━━━ Data under study

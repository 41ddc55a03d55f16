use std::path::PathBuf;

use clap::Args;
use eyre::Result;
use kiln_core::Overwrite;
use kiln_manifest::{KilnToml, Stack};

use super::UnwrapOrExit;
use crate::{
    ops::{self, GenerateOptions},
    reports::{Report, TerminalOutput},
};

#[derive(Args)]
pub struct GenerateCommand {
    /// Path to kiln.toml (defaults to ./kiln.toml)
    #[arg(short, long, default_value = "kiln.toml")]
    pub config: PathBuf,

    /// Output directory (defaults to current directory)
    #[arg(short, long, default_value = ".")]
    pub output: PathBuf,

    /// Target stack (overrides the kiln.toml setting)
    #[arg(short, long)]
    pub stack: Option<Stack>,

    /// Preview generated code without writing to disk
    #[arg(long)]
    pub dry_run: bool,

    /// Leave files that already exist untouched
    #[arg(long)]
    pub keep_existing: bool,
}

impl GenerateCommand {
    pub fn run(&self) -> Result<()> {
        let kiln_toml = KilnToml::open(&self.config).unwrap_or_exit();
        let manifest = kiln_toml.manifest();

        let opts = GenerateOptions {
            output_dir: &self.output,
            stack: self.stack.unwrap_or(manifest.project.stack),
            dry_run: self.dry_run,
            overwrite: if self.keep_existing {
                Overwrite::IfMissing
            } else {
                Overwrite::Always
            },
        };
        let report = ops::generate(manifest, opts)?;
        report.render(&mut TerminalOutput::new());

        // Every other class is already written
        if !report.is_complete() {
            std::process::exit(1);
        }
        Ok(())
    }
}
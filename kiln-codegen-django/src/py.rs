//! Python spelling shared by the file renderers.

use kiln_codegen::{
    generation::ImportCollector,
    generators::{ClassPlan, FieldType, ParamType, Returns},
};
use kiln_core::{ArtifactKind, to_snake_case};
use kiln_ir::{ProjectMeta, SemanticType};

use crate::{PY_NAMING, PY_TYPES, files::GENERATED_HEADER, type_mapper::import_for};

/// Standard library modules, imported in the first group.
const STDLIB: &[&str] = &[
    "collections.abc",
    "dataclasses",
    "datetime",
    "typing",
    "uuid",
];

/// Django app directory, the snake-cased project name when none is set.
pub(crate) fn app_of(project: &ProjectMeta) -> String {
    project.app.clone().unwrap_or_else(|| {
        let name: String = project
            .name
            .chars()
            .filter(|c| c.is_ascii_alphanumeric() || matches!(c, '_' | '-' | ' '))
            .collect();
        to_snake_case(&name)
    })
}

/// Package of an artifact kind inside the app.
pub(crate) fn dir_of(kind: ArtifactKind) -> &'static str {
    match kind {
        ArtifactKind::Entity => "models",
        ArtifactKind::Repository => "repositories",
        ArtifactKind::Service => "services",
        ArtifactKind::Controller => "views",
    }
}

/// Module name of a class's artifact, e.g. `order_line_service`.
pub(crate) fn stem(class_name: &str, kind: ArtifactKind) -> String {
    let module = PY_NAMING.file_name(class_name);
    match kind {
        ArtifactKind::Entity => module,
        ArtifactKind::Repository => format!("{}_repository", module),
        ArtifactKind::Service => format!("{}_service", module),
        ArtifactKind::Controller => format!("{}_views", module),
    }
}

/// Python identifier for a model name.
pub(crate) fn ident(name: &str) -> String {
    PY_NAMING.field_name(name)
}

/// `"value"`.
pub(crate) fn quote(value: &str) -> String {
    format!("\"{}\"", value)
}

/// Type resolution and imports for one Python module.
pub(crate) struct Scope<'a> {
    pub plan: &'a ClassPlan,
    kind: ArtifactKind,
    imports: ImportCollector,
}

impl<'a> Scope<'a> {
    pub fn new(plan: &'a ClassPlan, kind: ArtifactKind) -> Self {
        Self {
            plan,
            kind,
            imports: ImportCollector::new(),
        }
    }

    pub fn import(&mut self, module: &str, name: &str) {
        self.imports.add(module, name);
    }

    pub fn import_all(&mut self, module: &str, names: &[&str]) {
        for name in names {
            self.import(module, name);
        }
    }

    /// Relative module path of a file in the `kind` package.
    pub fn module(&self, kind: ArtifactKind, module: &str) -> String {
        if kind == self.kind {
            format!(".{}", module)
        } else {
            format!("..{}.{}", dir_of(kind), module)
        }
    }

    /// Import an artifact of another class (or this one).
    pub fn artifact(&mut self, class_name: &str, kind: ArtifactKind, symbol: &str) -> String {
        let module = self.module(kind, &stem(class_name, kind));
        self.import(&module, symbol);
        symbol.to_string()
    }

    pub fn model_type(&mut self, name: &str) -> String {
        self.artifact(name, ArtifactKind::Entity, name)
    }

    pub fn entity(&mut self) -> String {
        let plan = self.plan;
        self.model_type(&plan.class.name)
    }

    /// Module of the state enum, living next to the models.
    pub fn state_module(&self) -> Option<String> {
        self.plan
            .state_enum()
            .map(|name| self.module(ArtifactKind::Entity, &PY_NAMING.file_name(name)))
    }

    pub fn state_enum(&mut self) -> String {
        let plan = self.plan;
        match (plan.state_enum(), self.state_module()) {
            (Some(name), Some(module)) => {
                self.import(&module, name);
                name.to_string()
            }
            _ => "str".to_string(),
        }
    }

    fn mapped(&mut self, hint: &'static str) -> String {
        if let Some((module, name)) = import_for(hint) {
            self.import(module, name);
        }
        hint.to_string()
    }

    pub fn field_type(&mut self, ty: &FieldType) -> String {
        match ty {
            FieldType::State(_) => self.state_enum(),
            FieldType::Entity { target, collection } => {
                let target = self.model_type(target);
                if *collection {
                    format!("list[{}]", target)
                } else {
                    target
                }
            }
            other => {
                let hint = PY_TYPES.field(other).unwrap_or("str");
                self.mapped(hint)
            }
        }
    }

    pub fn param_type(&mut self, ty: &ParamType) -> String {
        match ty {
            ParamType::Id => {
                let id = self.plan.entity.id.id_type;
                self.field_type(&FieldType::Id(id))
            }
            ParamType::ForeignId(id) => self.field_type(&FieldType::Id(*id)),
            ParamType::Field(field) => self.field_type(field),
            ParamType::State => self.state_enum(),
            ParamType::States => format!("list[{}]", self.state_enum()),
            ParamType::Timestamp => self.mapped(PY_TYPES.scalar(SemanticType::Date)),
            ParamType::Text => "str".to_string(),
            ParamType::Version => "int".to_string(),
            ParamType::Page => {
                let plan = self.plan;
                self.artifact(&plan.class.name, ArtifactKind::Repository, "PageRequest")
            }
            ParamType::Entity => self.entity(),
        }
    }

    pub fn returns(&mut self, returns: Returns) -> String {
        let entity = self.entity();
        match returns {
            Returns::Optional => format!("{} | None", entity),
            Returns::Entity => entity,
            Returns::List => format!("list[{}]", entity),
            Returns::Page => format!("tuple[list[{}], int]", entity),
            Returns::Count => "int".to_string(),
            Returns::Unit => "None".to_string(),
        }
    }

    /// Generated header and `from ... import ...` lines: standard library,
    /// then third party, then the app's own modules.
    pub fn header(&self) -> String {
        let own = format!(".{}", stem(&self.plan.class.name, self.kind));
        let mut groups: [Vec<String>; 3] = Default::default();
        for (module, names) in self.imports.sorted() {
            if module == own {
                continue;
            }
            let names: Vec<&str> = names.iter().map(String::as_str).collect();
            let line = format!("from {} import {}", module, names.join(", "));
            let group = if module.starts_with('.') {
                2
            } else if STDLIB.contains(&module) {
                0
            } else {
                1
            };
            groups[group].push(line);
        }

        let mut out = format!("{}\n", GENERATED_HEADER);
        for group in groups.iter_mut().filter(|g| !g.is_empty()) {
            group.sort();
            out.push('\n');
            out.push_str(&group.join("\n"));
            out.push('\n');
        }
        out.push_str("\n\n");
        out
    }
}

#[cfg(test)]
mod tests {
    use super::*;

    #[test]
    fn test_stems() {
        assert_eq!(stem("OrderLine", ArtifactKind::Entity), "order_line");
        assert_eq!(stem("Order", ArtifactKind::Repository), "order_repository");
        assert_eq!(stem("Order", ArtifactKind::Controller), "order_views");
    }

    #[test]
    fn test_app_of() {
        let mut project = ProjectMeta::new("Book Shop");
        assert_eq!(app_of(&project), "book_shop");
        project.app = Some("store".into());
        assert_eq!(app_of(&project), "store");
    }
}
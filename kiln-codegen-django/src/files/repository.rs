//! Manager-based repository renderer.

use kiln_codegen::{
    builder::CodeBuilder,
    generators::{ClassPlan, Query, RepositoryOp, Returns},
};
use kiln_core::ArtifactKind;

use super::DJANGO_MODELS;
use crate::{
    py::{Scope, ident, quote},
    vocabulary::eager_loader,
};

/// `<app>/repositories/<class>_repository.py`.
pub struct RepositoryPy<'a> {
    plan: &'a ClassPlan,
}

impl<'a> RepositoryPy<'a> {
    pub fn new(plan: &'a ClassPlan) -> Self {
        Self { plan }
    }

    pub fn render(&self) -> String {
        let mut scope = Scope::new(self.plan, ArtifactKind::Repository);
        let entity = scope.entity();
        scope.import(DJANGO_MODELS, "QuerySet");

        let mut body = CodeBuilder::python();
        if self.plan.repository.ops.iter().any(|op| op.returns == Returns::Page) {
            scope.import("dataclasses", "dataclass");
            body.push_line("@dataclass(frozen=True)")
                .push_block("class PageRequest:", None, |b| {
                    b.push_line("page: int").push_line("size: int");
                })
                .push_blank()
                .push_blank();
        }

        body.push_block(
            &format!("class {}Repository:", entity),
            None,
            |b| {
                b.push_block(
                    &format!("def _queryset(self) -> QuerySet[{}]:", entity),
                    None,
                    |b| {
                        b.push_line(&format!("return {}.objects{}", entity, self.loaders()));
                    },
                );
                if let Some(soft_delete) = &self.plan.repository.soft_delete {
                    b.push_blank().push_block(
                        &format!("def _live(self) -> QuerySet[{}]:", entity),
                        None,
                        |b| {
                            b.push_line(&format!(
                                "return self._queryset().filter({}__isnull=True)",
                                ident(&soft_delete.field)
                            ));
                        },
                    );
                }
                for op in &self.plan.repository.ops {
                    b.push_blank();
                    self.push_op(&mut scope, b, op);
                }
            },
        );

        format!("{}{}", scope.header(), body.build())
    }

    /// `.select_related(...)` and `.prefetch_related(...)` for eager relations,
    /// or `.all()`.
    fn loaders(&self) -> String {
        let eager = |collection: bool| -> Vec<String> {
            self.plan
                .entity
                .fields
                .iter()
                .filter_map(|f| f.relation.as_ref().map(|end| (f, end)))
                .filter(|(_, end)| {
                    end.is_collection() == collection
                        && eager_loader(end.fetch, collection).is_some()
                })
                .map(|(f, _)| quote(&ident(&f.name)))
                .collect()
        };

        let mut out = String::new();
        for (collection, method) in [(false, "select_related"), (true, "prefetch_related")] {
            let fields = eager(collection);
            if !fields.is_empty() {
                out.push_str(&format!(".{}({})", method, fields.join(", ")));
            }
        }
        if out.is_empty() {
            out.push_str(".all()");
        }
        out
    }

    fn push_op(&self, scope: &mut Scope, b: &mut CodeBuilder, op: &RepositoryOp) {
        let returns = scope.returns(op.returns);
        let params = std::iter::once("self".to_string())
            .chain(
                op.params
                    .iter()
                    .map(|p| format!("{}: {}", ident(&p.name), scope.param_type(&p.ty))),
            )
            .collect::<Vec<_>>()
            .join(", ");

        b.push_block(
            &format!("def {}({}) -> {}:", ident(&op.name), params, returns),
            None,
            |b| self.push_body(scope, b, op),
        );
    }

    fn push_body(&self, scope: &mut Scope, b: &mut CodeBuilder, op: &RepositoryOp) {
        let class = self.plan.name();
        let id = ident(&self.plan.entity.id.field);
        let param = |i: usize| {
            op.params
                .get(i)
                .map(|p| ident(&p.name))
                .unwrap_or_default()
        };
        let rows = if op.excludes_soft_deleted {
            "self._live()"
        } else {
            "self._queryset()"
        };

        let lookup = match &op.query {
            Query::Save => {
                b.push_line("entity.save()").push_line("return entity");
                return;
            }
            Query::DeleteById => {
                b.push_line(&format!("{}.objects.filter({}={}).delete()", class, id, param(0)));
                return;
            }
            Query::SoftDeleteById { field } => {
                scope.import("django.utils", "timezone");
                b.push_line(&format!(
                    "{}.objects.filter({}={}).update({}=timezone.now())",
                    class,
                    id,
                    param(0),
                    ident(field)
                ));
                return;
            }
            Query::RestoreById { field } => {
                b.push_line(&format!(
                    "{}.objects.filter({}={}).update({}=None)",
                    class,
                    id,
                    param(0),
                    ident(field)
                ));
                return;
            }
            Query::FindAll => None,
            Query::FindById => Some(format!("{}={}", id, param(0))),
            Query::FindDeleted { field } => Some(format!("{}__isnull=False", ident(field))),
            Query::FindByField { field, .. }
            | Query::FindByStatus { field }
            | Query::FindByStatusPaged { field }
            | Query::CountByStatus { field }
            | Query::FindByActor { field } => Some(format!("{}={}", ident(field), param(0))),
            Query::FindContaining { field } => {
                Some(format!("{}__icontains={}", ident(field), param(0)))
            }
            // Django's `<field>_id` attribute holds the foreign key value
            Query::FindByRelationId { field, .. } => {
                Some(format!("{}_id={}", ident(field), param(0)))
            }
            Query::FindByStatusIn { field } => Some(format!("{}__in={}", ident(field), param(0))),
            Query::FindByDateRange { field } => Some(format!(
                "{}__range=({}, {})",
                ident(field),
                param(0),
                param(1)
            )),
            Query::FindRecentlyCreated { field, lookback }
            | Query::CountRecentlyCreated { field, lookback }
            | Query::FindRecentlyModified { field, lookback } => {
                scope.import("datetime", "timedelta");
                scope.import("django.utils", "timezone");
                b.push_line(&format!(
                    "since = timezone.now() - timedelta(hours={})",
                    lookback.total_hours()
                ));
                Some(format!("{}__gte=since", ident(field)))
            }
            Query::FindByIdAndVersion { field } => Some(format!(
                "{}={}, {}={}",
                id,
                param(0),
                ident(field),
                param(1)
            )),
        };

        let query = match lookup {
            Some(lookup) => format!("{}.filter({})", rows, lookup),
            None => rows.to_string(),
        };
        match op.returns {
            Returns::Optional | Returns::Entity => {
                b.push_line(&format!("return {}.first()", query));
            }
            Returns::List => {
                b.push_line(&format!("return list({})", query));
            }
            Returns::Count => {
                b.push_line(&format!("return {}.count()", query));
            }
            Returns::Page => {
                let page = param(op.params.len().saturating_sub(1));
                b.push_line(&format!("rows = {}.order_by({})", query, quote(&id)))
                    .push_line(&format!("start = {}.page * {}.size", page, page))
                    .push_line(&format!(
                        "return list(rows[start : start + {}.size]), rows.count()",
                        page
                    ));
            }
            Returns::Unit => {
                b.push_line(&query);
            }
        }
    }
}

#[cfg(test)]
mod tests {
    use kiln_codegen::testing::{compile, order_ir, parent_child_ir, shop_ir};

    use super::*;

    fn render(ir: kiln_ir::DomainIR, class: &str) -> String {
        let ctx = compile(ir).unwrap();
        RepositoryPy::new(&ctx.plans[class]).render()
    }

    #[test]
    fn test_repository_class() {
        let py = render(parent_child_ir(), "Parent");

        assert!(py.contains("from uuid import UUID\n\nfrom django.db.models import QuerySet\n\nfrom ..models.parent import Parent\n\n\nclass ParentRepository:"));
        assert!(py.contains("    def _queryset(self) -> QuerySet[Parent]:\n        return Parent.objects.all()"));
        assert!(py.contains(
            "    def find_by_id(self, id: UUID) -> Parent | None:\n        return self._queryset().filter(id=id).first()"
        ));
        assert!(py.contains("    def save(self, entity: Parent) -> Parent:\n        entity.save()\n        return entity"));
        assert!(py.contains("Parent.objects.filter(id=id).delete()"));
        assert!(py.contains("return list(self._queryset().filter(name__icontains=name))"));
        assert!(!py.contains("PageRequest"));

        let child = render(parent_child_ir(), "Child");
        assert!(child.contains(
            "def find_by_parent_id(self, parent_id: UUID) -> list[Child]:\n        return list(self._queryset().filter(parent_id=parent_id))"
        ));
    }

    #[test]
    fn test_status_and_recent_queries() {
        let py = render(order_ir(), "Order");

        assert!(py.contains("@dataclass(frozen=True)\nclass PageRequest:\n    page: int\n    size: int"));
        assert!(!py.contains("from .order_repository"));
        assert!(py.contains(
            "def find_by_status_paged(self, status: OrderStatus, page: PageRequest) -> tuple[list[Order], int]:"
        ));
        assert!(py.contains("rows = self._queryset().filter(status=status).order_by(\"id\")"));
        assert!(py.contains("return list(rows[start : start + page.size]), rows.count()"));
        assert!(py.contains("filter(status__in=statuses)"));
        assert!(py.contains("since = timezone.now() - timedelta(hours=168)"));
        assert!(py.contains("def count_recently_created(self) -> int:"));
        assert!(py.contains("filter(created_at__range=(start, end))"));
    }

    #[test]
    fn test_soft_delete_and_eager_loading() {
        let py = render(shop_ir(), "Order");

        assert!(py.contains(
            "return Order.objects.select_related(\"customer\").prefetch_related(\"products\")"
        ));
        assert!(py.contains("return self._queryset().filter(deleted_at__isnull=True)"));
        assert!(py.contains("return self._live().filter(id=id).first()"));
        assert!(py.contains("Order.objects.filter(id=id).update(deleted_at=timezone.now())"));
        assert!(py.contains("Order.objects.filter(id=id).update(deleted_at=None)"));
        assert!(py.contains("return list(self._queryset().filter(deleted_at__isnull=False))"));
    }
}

━━━━━━

# About this exercise
In the records above, find the line containing "pub struct GenerateCommand" and restate word for word every line from the first through that one.

# Result of the task
repository 41ddc55a03d55f16
use std::path::PathBuf;

use clap::Args;
use eyre::Result;
use kiln_core::Overwrite;
use kiln_manifest::{KilnToml, Stack};

use super::UnwrapOrExit;
use crate::{
    ops::{self, GenerateOptions},
    reports::{Report, TerminalOutput},
};

#[derive(Args)]
pub struct GenerateCommand {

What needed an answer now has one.